BUFF hit it right on the head, two totally different front suspension systems. Your 1500 uses strut assemblies, a 2500 uses just plain coils. You could never install the 2500 coil on a 1500 strut.


----------



## JMHConstruction (Aug 22, 2011)

DieselSlug said:


> BUFF hit it right on the head, two totally different front suspension systems. Your 1500 uses strut assemblies, a 2500 uses just plain coils. You could never install the 2500 coil on a 1500 strut.


Where do you live? I'm selling mine
104,000 miles

Although you seem like a nice enough guy, so I won't let you buy my nightmare, I mean truck!


----------



## DieselSlug (Nov 30, 2009)

JMHConstruction said:


> Where do you live? I'm selling mine
> 104,000 miles
> 
> Although you seem like a nice enough guy, so I won't let you buy my nightmare, I mean truck!


I actually have a 2016 Ram 1500 EcoDiesel and it's my 2nd favorite truck I've ever owned. The RAM trucks have come a LONG way in quality IMO starting in 2009.

Hope you can get it sold. 100k miles is considered lower these days!


----------



## Freshwater (Feb 28, 2014)

aminerva said:


> JMHconstruction- I did the same thing, I had a 99' dodge ram 1500 also with 300,000 miles on it. The 2010 is completely different. So my situation is still open for suggestion on toughening up my front end. What, Where, How, Why.
> Freshwater- metal to a tin can. built totally. I wish i had my 99 dodge ram 1500 back.


Understood...


----------



## DieselSlug (Nov 30, 2009)

OP,

I would assume the reason your Timbren kit doesn't work is because of the 2.5'' lift you installed. Usually Timbrens mount to the frame and limit the A-arm movement. If you have altered your ride height the Timbren needs to be altered. With your plow on does the Timbren rubber snub even touch?

I'm not 100% sure how you got the "balloon airbag" inside the coil if you have the coil/strut combo typically on the half ton platform? AFAIK Air Lift only makes them for the rear of our trucks (I have them).


----------



## Brndnstffrd (Mar 8, 2013)

DieselSlug said:


> OP,
> 
> I would assume the reason your Timbren kit doesn't work is because of the 2.5'' lift you installed. Usually Timbrens mount to the frame and limit the A-arm movement. If you have altered your ride height the Timbren needs to be altered. With your plow on does the Timbren rubber snub even touch?
> 
> I'm not 100% sure how you got the "balloon airbag" inside the coil if you have the coil/strut combo typically on the half ton platform? AFAIK Air Lift only makes them for the rear of our trucks (I have them).
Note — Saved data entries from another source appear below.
#[cfg(test)]
mod tests {
    use super::*;
    use crate::mem_storage::MemStorage;

    fn test_state() -> Arc<AppState> {
        Arc::new(AppState {
            store: Arc::new(MemStorage::new()),
            jwt_secret: "test-secret".to_string(),
            feed_page_size: 50,
            started_at: std::time::Instant::now(),
        })
    }

    #[tokio::test]
    async fn register_rejects_short_password() {
        let state = test_state();
        let result = register_handler(
            State(state),
            Json(RegisterRequest {
                name: "Ada".to_string(),
                email: "ada@campus.edu".to_string(),
                password: "abc".to_string(),
                role: Role::Student,
                department: None,
                year: None,
            }),
        )
        .await;

        assert!(matches!(result, Err(Error::InvalidInput(_))));
    }

    #[tokio::test]
    async fn register_then_login_round_trip() {
        let state = test_state();
        let (code, _) = register_handler(
            State(state.clone()),
            Json(RegisterRequest {
                name: "Ada".to_string(),
                email: "ada@campus.edu".to_string(),
                password: "hunter22".to_string(),
                role: Role::Student,
                department: Some("Physics".to_string()),
                year: None,
            }),
        )
        .await
        .unwrap();
        assert_eq!(code, StatusCode::CREATED);

        let resp = login_handler(
            State(state),
            Json(LoginRequest {
                email: "ada@campus.edu".to_string(),
                password: "hunter22".to_string(),
            }),
        )
        .await
        .unwrap();

        assert_eq!(resp.0.user.email, "ada@campus.edu");
        assert!(!resp.0.token.is_empty());
    }

    #[tokio::test]
    async fn email_is_canonicalized_to_lowercase() {
        let state = test_state();
        let (_, resp) = register_handler(
            State(state.clone()),
            Json(RegisterRequest {
                name: "Ada".to_string(),
                email: "  Ada@Campus.EDU ".to_string(),
                password: "hunter22".to_string(),
                role: Role::Student,
                department: None,
                year: None,
            }),
        )
        .await
        .unwrap();
        assert_eq!(resp.0.user.email, "ada@campus.edu");

        // Login matches regardless of the casing the client sends.
        let resp = login_handler(
            State(state),
            Json(LoginRequest {
                email: "ADA@campus.edu".to_string(),
                password: "hunter22".to_string(),
            }),
        )
        .await
        .unwrap();
        assert_eq!(resp.0.user.email, "ada@campus.edu");
    }

    #[tokio::test]
    async fn login_wrong_password_is_unauthorized() {
        let state = test_state();
        register_handler(
            State(state.clone()),
            Json(RegisterRequest {
                name: "Ada".to_string(),
                email: "ada@campus.edu".to_string(),
                password: "hunter22".to_string(),
                role: Role::Student,
                department: None,
                year: None,
            }),
        )
        .await
        .unwrap();

        let result = login_handler(
            State(state),
            Json(LoginRequest {
                email: "ada@campus.edu".to_string(),
                password: "wrong".to_string(),
            }),
        )
        .await;

        assert!(matches!(result, Err(Error::Unauthorized(_))));
    }
}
To add to this timbren sells these wedge things to add to the timbrens when you have a lift.


----------



## aminerva (Mar 4, 2018)

Thank you all for your input very helpful. 
DieselSlug- Yes airlift balloon is for rears. didn't help much with my rear squatting. I replaced rear coils for HD coils, helped some with load squat. airlift didnt help


----------